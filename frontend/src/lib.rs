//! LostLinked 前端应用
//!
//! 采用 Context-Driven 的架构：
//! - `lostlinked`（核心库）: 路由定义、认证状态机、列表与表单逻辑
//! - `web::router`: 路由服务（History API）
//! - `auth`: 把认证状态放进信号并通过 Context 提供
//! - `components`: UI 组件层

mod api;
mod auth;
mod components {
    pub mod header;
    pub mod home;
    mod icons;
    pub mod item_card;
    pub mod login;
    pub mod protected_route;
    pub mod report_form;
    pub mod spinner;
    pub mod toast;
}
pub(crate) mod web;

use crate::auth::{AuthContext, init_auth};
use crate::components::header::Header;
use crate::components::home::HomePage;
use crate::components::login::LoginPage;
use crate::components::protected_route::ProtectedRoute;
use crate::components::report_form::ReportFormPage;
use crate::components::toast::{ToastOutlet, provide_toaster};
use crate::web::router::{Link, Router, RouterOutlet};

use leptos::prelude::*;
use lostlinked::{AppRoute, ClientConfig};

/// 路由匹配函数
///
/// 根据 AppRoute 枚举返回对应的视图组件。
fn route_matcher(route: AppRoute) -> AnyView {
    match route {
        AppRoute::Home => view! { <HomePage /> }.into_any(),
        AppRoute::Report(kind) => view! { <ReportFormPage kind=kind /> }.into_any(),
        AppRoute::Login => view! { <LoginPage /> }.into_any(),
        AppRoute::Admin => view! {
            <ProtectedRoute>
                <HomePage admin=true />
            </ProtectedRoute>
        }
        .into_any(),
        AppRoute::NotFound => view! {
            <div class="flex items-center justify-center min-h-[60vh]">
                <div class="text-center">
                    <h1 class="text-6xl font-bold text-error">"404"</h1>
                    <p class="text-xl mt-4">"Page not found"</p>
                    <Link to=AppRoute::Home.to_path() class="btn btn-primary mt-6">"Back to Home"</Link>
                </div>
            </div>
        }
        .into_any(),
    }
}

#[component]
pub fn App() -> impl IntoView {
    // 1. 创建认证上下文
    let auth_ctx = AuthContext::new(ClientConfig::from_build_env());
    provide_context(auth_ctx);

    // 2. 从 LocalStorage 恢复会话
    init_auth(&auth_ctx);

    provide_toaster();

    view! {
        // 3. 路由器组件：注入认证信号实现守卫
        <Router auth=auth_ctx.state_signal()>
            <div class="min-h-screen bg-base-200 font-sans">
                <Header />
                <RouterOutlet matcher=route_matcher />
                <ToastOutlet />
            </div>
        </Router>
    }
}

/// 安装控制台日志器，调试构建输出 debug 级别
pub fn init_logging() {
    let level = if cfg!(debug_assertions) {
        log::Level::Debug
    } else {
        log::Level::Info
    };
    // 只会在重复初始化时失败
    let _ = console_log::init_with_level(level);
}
**********
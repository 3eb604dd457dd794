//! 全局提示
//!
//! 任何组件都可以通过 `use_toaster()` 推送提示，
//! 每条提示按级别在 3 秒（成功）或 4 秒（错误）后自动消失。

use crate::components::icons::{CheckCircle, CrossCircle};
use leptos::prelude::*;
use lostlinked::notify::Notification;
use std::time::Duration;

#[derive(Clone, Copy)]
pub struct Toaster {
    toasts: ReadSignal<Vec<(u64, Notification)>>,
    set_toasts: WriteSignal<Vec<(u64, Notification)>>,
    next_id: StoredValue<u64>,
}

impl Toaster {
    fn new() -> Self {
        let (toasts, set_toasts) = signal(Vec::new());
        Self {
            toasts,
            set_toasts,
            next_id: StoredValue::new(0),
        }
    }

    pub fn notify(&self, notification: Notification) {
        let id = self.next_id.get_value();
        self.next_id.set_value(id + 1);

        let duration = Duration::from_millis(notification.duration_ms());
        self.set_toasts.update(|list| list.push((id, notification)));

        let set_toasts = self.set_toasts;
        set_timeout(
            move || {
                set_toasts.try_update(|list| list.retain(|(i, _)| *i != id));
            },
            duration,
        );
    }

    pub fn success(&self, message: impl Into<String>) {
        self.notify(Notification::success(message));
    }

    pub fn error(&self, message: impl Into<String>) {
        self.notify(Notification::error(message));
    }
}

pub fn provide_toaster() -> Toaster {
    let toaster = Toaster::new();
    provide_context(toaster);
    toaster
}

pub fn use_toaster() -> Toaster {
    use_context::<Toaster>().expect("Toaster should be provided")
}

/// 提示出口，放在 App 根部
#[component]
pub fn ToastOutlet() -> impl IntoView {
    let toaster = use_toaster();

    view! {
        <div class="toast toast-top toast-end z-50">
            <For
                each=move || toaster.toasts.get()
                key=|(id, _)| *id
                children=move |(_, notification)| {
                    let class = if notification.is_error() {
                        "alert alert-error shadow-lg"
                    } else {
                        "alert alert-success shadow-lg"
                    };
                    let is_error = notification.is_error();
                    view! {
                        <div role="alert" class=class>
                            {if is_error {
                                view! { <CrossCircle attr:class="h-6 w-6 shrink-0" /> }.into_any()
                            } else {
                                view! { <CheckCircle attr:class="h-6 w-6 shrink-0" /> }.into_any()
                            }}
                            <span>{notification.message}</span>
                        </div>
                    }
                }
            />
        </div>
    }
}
**********
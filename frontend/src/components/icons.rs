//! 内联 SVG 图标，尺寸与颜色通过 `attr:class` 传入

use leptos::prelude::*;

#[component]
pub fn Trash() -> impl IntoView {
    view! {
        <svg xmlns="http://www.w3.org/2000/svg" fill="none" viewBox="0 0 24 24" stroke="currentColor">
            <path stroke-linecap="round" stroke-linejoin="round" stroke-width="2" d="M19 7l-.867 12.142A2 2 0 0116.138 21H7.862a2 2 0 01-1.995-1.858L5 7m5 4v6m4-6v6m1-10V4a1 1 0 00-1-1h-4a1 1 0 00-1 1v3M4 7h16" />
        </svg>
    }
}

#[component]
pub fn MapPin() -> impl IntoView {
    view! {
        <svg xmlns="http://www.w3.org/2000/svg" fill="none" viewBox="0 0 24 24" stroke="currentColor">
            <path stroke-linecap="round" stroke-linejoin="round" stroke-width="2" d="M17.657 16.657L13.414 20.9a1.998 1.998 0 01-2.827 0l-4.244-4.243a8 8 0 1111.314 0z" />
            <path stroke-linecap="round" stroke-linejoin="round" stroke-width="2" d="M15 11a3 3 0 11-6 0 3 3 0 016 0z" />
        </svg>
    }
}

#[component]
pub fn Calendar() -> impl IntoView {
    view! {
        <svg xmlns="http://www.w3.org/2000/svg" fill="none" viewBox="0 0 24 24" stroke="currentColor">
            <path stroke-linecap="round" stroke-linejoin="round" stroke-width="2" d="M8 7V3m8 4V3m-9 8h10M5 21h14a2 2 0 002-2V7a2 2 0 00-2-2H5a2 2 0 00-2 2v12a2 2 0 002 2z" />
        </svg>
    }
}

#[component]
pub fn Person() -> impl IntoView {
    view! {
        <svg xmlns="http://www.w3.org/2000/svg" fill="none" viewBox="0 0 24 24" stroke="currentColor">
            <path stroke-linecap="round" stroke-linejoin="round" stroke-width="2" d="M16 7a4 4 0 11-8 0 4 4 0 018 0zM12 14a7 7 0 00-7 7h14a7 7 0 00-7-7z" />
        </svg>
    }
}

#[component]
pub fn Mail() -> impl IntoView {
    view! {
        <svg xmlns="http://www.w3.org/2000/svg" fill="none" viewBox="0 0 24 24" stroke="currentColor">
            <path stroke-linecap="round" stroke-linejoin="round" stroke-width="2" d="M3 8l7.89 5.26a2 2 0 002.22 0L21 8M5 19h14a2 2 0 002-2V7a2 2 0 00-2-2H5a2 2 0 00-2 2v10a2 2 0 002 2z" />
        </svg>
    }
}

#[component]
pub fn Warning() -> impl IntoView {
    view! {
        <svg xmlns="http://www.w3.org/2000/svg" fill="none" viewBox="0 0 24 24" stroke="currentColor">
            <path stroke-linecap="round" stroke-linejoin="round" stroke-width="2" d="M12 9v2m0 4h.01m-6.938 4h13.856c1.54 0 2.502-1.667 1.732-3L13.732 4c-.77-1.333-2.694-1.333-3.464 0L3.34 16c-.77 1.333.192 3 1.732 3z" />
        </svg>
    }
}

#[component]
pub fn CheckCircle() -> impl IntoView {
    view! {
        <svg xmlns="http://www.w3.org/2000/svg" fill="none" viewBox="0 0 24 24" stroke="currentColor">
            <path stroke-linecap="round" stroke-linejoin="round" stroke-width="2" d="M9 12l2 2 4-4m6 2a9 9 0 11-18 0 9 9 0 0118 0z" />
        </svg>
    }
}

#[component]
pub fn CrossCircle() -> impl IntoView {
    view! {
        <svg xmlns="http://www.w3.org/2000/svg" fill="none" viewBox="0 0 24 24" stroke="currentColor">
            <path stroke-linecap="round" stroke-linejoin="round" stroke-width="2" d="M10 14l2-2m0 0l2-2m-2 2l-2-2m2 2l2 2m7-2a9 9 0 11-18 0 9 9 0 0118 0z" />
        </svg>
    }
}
**********
## AIM OF THE EXERCISE
List the lines of the records where "IntoView" occurs.

## SOLVED EXERCISE
pub fn App() -> impl IntoView {
pub fn ToastOutlet() -> impl IntoView {
pub fn Trash() -> impl IntoView {
pub fn MapPin() -> impl IntoView {
pub fn Calendar() -> impl IntoView {
pub fn Person() -> impl IntoView {
pub fn Mail() -> impl IntoView {
pub fn Warning() -> impl IntoView {
pub fn CheckCircle() -> impl IntoView {
pub fn CrossCircle() -> impl IntoView {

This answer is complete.